=== Work instructions ===
From the listing below, copy only the lines from the line that contains "into enriched rows" to the line that contains "pub fn parse_report(&self, tsv: &str, login: &str)", counting those two lines as part of the copy.

=== Supplied material ===
━━━━━━━━━━━━━━━━━━━━

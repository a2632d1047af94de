//! Direct reports client
//!
//! The reports endpoint builds reports asynchronously. A submission answers
//! `201`/`202` while the report is queued or building, with a `retryIn`
//! header telling how long to wait before submitting again, and `200` with a
//! TSV body once it is ready. `400`, `500` and `502` are terminal.
//!
//! Each login is fetched on its own: one failing account is logged and
//! skipped, the rest of the batch goes on.

use std::sync::Arc;
use std::time::Duration;

use chrono::NaiveDate;
use reqwest::StatusCode;
use serde::{Deserialize, Serialize};
use serde_json::json;
use tracing::{debug, error, info, warn};

use crate::app::campaign::CampaignSchema;
use crate::app::client::http::{parse_endpoint, ApiRequest, ApiResponse, ReportTransport};
use crate::app::dates::{format_date, DateRange};
use crate::app::models::{format_decimal, parse_number, ReportTable, Source};
use crate::constants::{direct, files, http};
use crate::errors::{FetchError, FetchResult};

/// Direct source settings
#[derive(Debug, Clone, Serialize, Deserialize)]
#[serde(default)]
pub struct DirectConfig {
    /// Reports endpoint
    pub url: String,
    /// Report name sent with each request
    pub report_name: String,
    /// Requested report columns
    pub fields: Vec<String>,
    /// Days re-fetched per run
    pub days: u32,
    /// Pause between two accounts
    #[serde(with = "humantime_serde")]
    pub account_pace: Duration,
    /// Polling delay when the server sends no `retryIn`
    #[serde(with = "humantime_serde")]
    pub default_retry_in: Duration,
    /// Submissions of one request before giving up
    pub max_poll_attempts: u32,
    /// Accumulated polling delay before giving up
    #[serde(with = "humantime_serde")]
    pub max_poll_wait: Duration,
    /// Cost multiplier (VAT)
    pub cost_multiplier: f64,
    /// Cost divisor (micro-units)
    pub cost_divisor: f64,
}

impl Default for DirectConfig {
    fn default() -> Self {
        Self {
            url: direct::URL.to_string(),
            report_name: direct::REPORT_NAME.to_string(),
            fields: direct::REPORT_FIELDS.iter().map(|f| f.to_string()).collect(),
            days: direct::DAYS_TO_FETCH,
            account_pace: direct::ACCOUNT_PACE,
            default_retry_in: direct::DEFAULT_RETRY_IN,
            max_poll_attempts: direct::MAX_POLL_ATTEMPTS,
            max_poll_wait: direct::MAX_POLL_WAIT,
            cost_multiplier: direct::COST_MULTIPLIER,
            cost_divisor: direct::COST_DIVISOR,
        }
    }
}

/// What to do after one submission
#[derive(Debug)]
pub enum PollStep {
    /// Report is ready, body attached
    Ready(String),
    /// Report is still being built, submit again after the delay
    Pending(Duration),
    /// Terminal failure
    Failed(FetchError),
}

/// Map a reports endpoint response onto the polling state machine
pub fn classify_response(response: ApiResponse, default_retry_in: Duration) -> PollStep {
    match response.status {
        StatusCode::OK => PollStep::Ready(response.body),
        StatusCode::CREATED | StatusCode::ACCEPTED => {
            let retry_in = response
                .header(http::RETRY_IN_HEADER)
                .and_then(|value| value.trim().parse::<u64>().ok())
                .map(Duration::from_secs)
                .unwrap_or(default_retry_in);
            PollStep::Pending(retry_in)
        }
        StatusCode::BAD_REQUEST => PollStep::Failed(FetchError::BadRequest {
            request_id: response.request_id(),
            body: response.body,
        }),
        StatusCode::INTERNAL_SERVER_ERROR => PollStep::Failed(FetchError::ServerError {
            request_id: response.request_id(),
            body: response.body,
        }),
        StatusCode::BAD_GATEWAY => PollStep::Failed(FetchError::ReportTimeout {
            request_id: response.request_id(),
            body: response.body,
        }),
        other => PollStep::Failed(FetchError::UnexpectedStatus {
            status: other.as_u16(),
            request_id: response.request_id(),
            body: response.body,
        }),
    }
}

/// A finished report and how it was obtained
#[derive(Debug, Clone, PartialEq)]
pub struct PolledReport {
    /// Raw TSV body
    pub body: String,
    /// Number of submissions made
    pub attempts: u32,
    /// Delays slept between submissions
    pub waits: Vec<Duration>,
}

/// Client for the Direct reports API
pub struct DirectClient {
    transport: Arc<dyn ReportTransport>,
    token: String,
    config: DirectConfig,
    schema: CampaignSchema,
}

impl DirectClient {
    pub fn new(
        transport: Arc<dyn ReportTransport>,
        token: impl Into<String>,
        config: DirectConfig,
        schema: CampaignSchema,
    ) -> Self {
        Self {
            transport,
            token: token.into(),
            config,
            schema,
        }
    }

    /// Build the report request for one login and period
    pub fn build_request(
        &self,
        login: &str,
        date_from: NaiveDate,
        date_to: NaiveDate,
    ) -> FetchResult<ApiRequest> {
        let url = parse_endpoint(&self.config.url)?;
        let body = json!({
            "params": {
                "SelectionCriteria": {
                    "DateFrom": format_date(date_from),
                    "DateTo": format_date(date_to),
                },
                "FieldNames": self.config.fields,
                "ReportName": self.config.report_name,
                "ReportType": "CUSTOM_REPORT",
                "DateRangeType": "CUSTOM_DATE",
                "Format": "TSV",
                "IncludeVAT": "NO",
                "IncludeDiscount": "NO",
            }
        });
        let body = serde_json::to_string_pretty(&body)?;

        Ok(ApiRequest::post(url, body)
            .with_header("Authorization", format!("Bearer {}", self.token))
            .with_header("Client-Login", login)
            .with_header("Accept-Language", "ru")
            .with_header("processingMode", "auto"))
    }

    /// Submit `request` until the report is ready, fails, or the polling
    /// budget is spent
    ///
    /// # Errors
    ///
    /// Transport failures and terminal statuses are returned as-is;
    /// exceeding `max_poll_attempts` or `max_poll_wait` yields
    /// `FetchError::PollTimeout`.
    pub async fn poll_report(&self, request: &ApiRequest) -> FetchResult<PolledReport> {
        let mut waits = Vec::new();
        let mut waited = Duration::ZERO;
        let mut attempts = 0u32;

        loop {
            attempts += 1;
            let response = self.transport.execute(request.clone()).await.map_err(|e| {
                error!("Connection to the Direct API failed: {}", e);
                e
            })?;

            match classify_response(response, self.config.default_retry_in) {
                PollStep::Ready(body) => {
                    info!("Direct report received after {} attempt(s)", attempts);
                    return Ok(PolledReport {
                        body,
                        attempts,
                        waits,
                    });
                }
                PollStep::Pending(delay) => {
                    if attempts >= self.config.max_poll_attempts
                        || waited.saturating_add(delay) > self.config.max_poll_wait
                    {
                        error!(
                            "Direct report still not ready after {} attempts ({}s waited), giving up",
                            attempts,
                            waited.as_secs()
                        );
                        return Err(FetchError::PollTimeout {
                            attempts,
                            waited_secs: waited.as_secs(),
                        });
                    }
                    warn!(
                        "Direct report is still being built, retrying in {}s",
                        delay.as_secs()
                    );
                    tokio::time::sleep(delay).await;
                    waits.push(delay);
                    waited = waited.saturating_add(delay);
                }
                PollStep::Failed(e) => {
                    error!(
                        "Direct report request failed: {}\nRequest body: {}\nResponse body: {}",
                        e,
                        request.body.as_deref().unwrap_or(""),
                        failure_body(&e)
                    );
                    return Err(e);
                }
            }
        }
    }

    /// Decode a finished TSV report into enriched rows
    ///
    /// The first line is the report title and is skipped. Summary rows
    /// (`Total rows: N`) are dropped, `Cost` is converted from micro-units,
    /// and `Account`, the campaign attributes and `Source` are appended.
    pub fn parse_report(&self, tsv: &str, login: &str) -> FetchResult<ReportTable> {
        let content = tsv.split_once('\n').map(|(_, rest)| rest).unwrap_or("");

        let mut reader = csv::ReaderBuilder::new()
            .delimiter(b'\t')
            .flexible(true)
            .quoting(false)
            .from_reader(content.as_bytes());

        let headers = reader.headers()?.clone();
        if headers.is_empty() || headers.iter().all(str::is_empty) {
            return Err(FetchError::MalformedReport {
                reason: "report has no header line".to_string(),
            });
        }

        let mut table = ReportTable::new(headers.iter());
        let date_index = table.column_index(files::DATE_COLUMN).unwrap_or(0);
        for record in reader.records() {
            let record = record?;
            let row: Vec<String> = record.iter().map(str::to_string).collect();
            if row.iter().all(String::is_empty) {
                continue;
            }
            let is_summary = row
                .get(date_index)
                .is_some_and(|date| date.to_lowercase().contains("total"));
            if is_summary {
                continue;
            }
            table.push_row(row);
        }

        self.scale_cost(&mut table)?;

        table.add_column(files::ACCOUNT_COLUMN, |_| login.to_string());
        table.add_campaign_columns(files::CAMPAIGN_COLUMN, &self.schema);
        table.add_column(files::SOURCE_COLUMN, |_| Source::Direct.tag().to_string());

        Ok(table)
    }

    fn scale_cost(&self, table: &mut ReportTable) -> FetchResult<()> {
        let multiplier = self.config.cost_multiplier;
        let divisor = self.config.cost_divisor;
        let mut invalid: Option<String> = None;

        table.map_column(files::COST_COLUMN, |raw| match parse_number(raw) {
            Some(value) => format_decimal(value * multiplier / divisor),
            None => {
                invalid.get_or_insert_with(|| raw.to_string());
                raw.to_string()
            }
        });

        match invalid {
            Some(raw) => Err(FetchError::MalformedReport {
                reason: format!("unparseable Cost value '{}'", raw),
            }),
            None => Ok(()),
        }
    }

    /// Fetch and decode the report of one login
    pub async fn fetch_account(
        &self,
        login: &str,
        date_from: NaiveDate,
        date_to: NaiveDate,
    ) -> FetchResult<ReportTable> {
        let request = self.build_request(login, date_from, date_to)?;
        let report = self.poll_report(&request).await?;
        debug!(
            "Direct report for {} took {} attempt(s)",
            login, report.attempts
        );
        self.parse_report(&report.body, login)
    }

    /// Fetch every login for the whole range, skipping failed accounts
    pub async fn fetch_all(&self, logins: &[String], range: &DateRange) -> ReportTable {
        let mut combined = ReportTable::default();
        let (Some(date_from), Some(date_to)) = (range.first_day(), range.last_day()) else {
            warn!("Direct: empty date range, nothing to fetch");
            return combined;
        };

        for (i, login) in logins.iter().enumerate() {
            if i > 0 && !self.config.account_pace.is_zero() {
                tokio::time::sleep(self.config.account_pace).await;
            }

            info!(
                "Direct export {}/{}, account: {}",
                i + 1,
                logins.len(),
                login
            );
            match self.fetch_account(login, date_from, date_to).await {
                Ok(table) => {
                    info!("Direct account {}: {} rows", login, table.len());
                    combined.extend_aligned(table);
                }
                Err(e) => {
                    error!("Direct account {} failed: {}", login, e);
                }
            }
        }

        combined
    }
}

fn failure_body(error: &FetchError) -> &str {
    match error {
        FetchError::BadRequest { body, .. }
        | FetchError::ServerError { body, .. }
        | FetchError::ReportTimeout { body, .. }
        | FetchError::UnexpectedStatus { body, .. } => body,
        _ => "",
    }
}
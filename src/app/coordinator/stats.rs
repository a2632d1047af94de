//! Run statistics
//!
//! Collected per (client, source) as the coordinator goes and summarized at
//! the end of a run.

use std::time::Duration;

use crate::app::cache::SaveOutcome;
use crate::app::models::Source;

/// Result of one source for one client
#[derive(Debug, Clone, PartialEq)]
pub struct SourceStats {
    pub client: String,
    pub source: Source,
    /// Rows returned by the API after filtering
    pub rows_fetched: usize,
    pub outcome: SaveOutcome,
    pub duration: Duration,
}

impl SourceStats {
    /// Rows written ahead of the history
    pub fn rows_saved(&self) -> usize {
        match self.outcome {
            SaveOutcome::Created { rows } => rows,
            SaveOutcome::Updated { new_rows, .. } => new_rows,
            SaveOutcome::NoNewRows => 0,
        }
    }
}

/// Aggregated statistics of one run
#[derive(Debug, Clone, Default, PartialEq)]
pub struct RunStats {
    pub sources: Vec<SourceStats>,
    pub failed_clients: Vec<String>,
    pub duration: Duration,
}

impl RunStats {
    pub fn is_success(&self) -> bool {
        self.failed_clients.is_empty()
    }

    /// Total rows saved across all sources
    pub fn rows_saved(&self) -> usize {
        self.sources.iter().map(SourceStats::rows_saved).sum()
    }

    /// Stats of the sources of one client
    pub fn for_client<'a>(&'a self, client: &'a str) -> impl Iterator<Item = &'a SourceStats> {
        self.sources.iter().filter(move |stats| stats.client == client)
    }
}

#[cfg(test)]
mod tests {
    use super::*;

    fn stats(client: &str, source: Source, outcome: SaveOutcome) -> SourceStats {
        SourceStats {
            client: client.to_string(),
            source,
            rows_fetched: 0,
            outcome,
            duration: Duration::ZERO,
        }
    }

    #[test]
    fn test_rows_saved() {
        let run = RunStats {
            sources: vec![
                stats("a", Source::Direct, SaveOutcome::Created { rows: 3 }),
                stats(
                    "a",
                    Source::Metrica,
                    SaveOutcome::Updated {
                        new_rows: 2,
                        kept_rows: 10,
                    },
                ),
                stats("b", Source::Direct, SaveOutcome::NoNewRows),
            ],
            ..Default::default()
        };
        assert_eq!(run.rows_saved(), 5);
        assert_eq!(run.for_client("a").count(), 2);
        assert!(run.is_success());
    }
}
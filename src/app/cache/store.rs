//! Cache store with date-range replacement and atomic writes
//!
//! A save is a read-modify-write of one file: rows of the days being
//! replaced are dropped from the history, the fresh rows are written first
//! and the surviving history follows in its original order. The new content
//! goes to a temp file in the same folder which is then renamed over the
//! target, so a crash never leaves a half-written cache.

use std::borrow::Cow;
use std::fs;
use std::io::{ErrorKind, Write};
use std::path::{Path, PathBuf};

use encoding_rs::Encoding;
use tracing::{debug, info, warn};

use crate::app::cache::config::CacheConfig;
use crate::app::cache::path::CacheKey;
use crate::app::dates::DateRange;
use crate::app::models::ReportTable;
use crate::constants::files;
use crate::errors::{CacheError, CacheResult};

/// What a save did
#[derive(Debug, Clone, Copy, PartialEq, Eq)]
pub enum SaveOutcome {
    /// No usable history: the file now holds only the new rows
    Created { rows: usize },
    /// New rows written ahead of the surviving history
    Updated { new_rows: usize, kept_rows: usize },
    /// Nothing to write, file untouched
    NoNewRows,
}

/// Reads and writes the per-(client, source) cache files
#[derive(Debug, Clone)]
pub struct CacheStore {
    config: CacheConfig,
    encoding: &'static Encoding,
}

impl CacheStore {
    /// Create a store
    ///
    /// # Errors
    ///
    /// Returns `CacheError::UnknownEncoding` if the encoding label is unknown.
    pub fn new(config: CacheConfig) -> CacheResult<Self> {
        let encoding = config.resolve_encoding()?;
        Ok(Self { config, encoding })
    }

    pub fn config(&self) -> &CacheConfig {
        &self.config
    }

    /// Folder holding the cache files
    pub fn folder(&self) -> &Path {
        &self.config.folder
    }

    /// Path of the cache file for `key`
    pub fn path_for(&self, key: &CacheKey) -> PathBuf {
        key.path_in(&self.config.folder)
    }

    fn ensure_folder(&self) -> CacheResult<()> {
        fs::create_dir_all(&self.config.folder).map_err(|e| {
            warn!(
                "Cannot create output folder {}: {}",
                self.config.folder.display(),
                e
            );
            CacheError::DirectoryNotAccessible {
                path: self.config.folder.clone(),
            }
        })
    }

    /// Load the cache file of `key`
    ///
    /// An absent or empty file is not an error: it is logged and reported
    /// as `None`.
    pub fn load(&self, key: &CacheKey) -> CacheResult<Option<ReportTable>> {
        self.read_path(&self.path_for(key))
    }

    /// Load a cache file by path
    ///
    /// # Errors
    ///
    /// Bytes that are invalid in the configured encoding fail the load with
    /// `CacheError::Undecodable`, so a later save cannot rewrite them.
    pub fn read_path(&self, path: &Path) -> CacheResult<Option<ReportTable>> {
        let bytes = match fs::read(path) {
            Ok(bytes) => bytes,
            Err(e) if e.kind() == ErrorKind::NotFound => {
                warn!("Cache file {} not found, first run", path.display());
                return Ok(None);
            }
            Err(source) => {
                return Err(CacheError::Io {
                    path: path.to_path_buf(),
                    source,
                })
            }
        };

        let (text, _, had_errors) = self.encoding.decode(&bytes);
        if had_errors {
            return Err(CacheError::Undecodable {
                path: path.to_path_buf(),
                encoding: self.encoding.name().to_string(),
            });
        }
        if text.trim().is_empty() {
            warn!("Cache file {} is empty", path.display());
            return Ok(None);
        }

        let mut reader = csv::ReaderBuilder::new()
            .delimiter(files::FIELD_SEPARATOR)
            .flexible(true)
            .from_reader(text.as_bytes());

        let mut table = ReportTable::new(reader.headers()?.iter());
        for record in reader.records() {
            let record = record?;
            table.push_row(record.iter().map(str::to_string).collect());
        }

        debug!("Loaded {} rows from {}", table.len(), path.display());
        Ok(Some(table))
    }

    /// Drop the rows whose `Date` matches one of the days in `dates`
    ///
    /// Returns the number of rows removed.
    ///
    /// # Errors
    ///
    /// Returns `CacheError::MissingColumn` when the table has no `Date`
    /// column.
    pub fn remove_dates(
        &self,
        table: &mut ReportTable,
        dates: &DateRange,
        path: &Path,
    ) -> CacheResult<usize> {
        let index = table
            .column_index(files::DATE_COLUMN)
            .ok_or_else(|| CacheError::MissingColumn {
                path: path.to_path_buf(),
                column: files::DATE_COLUMN.to_string(),
            })?;

        let days = dates.formatted();
        let date_match = self.config.date_match;
        let before = table.len();
        table.retain_rows(|row| {
            let cell = row[index].as_str();
            !days.iter().any(|day| date_match.matches(cell, day))
        });
        Ok(before - table.len())
    }

    /// Replace the rows of `dates` in the cache of `key` with `new_rows`
    ///
    /// # Errors
    ///
    /// Fails on I/O errors, undecodable history, a history without a `Date`
    /// column, or new content the cache encoding cannot represent.
    pub fn save(
        &self,
        key: &CacheKey,
        new_rows: ReportTable,
        dates: &DateRange,
    ) -> CacheResult<SaveOutcome> {
        let path = self.path_for(key);

        let history = match self.load(key)? {
            Some(mut old) => {
                let removed = self.remove_dates(&mut old, dates, &path)?;
                debug!(
                    "{}: {} cached rows fall in the replaced days, {} kept",
                    key,
                    removed,
                    old.len()
                );
                Some(old)
            }
            None => None,
        };

        if new_rows.is_empty() {
            warn!("{}: no new rows to save, cache left untouched", key);
            return Ok(SaveOutcome::NoNewRows);
        }

        let new_count = new_rows.len();
        match history.filter(|old| !old.is_empty()) {
            None => {
                self.write_table(&path, &new_rows)?;
                info!(
                    "{}: saved {} new rows, no history to keep",
                    key, new_count
                );
                Ok(SaveOutcome::Created { rows: new_count })
            }
            Some(old) => {
                let kept = old.len();
                let mut merged = new_rows;
                merged.extend_aligned(old);
                self.write_table(&path, &merged)?;
                info!(
                    "{}: saved {} new rows ahead of {} historical rows",
                    key, new_count, kept
                );
                Ok(SaveOutcome::Updated {
                    new_rows: new_count,
                    kept_rows: kept,
                })
            }
        }
    }

    fn encode_cell<'a>(&self, cell: &'a str, path: &Path) -> CacheResult<Cow<'a, [u8]>> {
        let (bytes, _, had_errors) = self.encoding.encode(cell);
        if had_errors {
            return Err(CacheError::Unencodable {
                path: path.to_path_buf(),
                encoding: self.encoding.name().to_string(),
            });
        }
        Ok(bytes)
    }

    fn encode_table(&self, table: &ReportTable, path: &Path) -> CacheResult<Vec<u8>> {
        let mut writer = csv::WriterBuilder::new()
            .delimiter(files::FIELD_SEPARATOR)
            .terminator(csv::Terminator::Any(b'\n'))
            .from_writer(Vec::new());

        let header = table
            .columns()
            .iter()
            .map(|cell| self.encode_cell(cell, path))
            .collect::<CacheResult<Vec<_>>>()?;
        writer.write_record(&header)?;

        for row in table.rows() {
            let record = row
                .iter()
                .map(|cell| self.encode_cell(cell, path))
                .collect::<CacheResult<Vec<_>>>()?;
            writer.write_record(&record)?;
        }

        writer.into_inner().map_err(|e| CacheError::Io {
            path: path.to_path_buf(),
            source: e.into_error(),
        })
    }

    /// Write `table` to `path` through a temp file and a rename
    pub fn write_table(&self, path: &Path, table: &ReportTable) -> CacheResult<()> {
        let bytes = self.encode_table(table, path)?;
        self.ensure_folder()?;

        let folder = path.parent().unwrap_or(&self.config.folder);
        let file_name = path
            .file_name()
            .map(|name| name.to_string_lossy().into_owned())
            .unwrap_or_default();

        let io_error = |source: std::io::Error| CacheError::Io {
            path: path.to_path_buf(),
            source,
        };

        let mut temp = tempfile::Builder::new()
            .prefix(&format!(".{}", file_name))
            .suffix(files::TEMP_FILE_SUFFIX)
            .tempfile_in(folder)
            .map_err(io_error)?;
        temp.write_all(&bytes).map_err(io_error)?;
        temp.as_file().sync_all().map_err(io_error)?;

        temp.persist(path).map_err(|e| {
            warn!("Atomic rename to {} failed: {}", path.display(), e.error);
            CacheError::AtomicOperationFailed {
                temp_path: e.file.path().to_path_buf(),
                final_path: path.to_path_buf(),
            }
        })?;

        debug!("Wrote {} rows to {}", table.len(), path.display());
        Ok(())
    }
}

━━━━━━━━━━━━━━━━━━━━

=== Task answer ===
    /// Decode a finished TSV report into enriched rows
    ///
    /// The first line is the report title and is skipped. Summary rows
    /// (`Total rows: N`) are dropped, `Cost` is converted from micro-units,
    /// and `Account`, the campaign attributes and `Source` are appended.
    pub fn parse_report(&self, tsv: &str, login: &str) -> FetchResult<ReportTable> {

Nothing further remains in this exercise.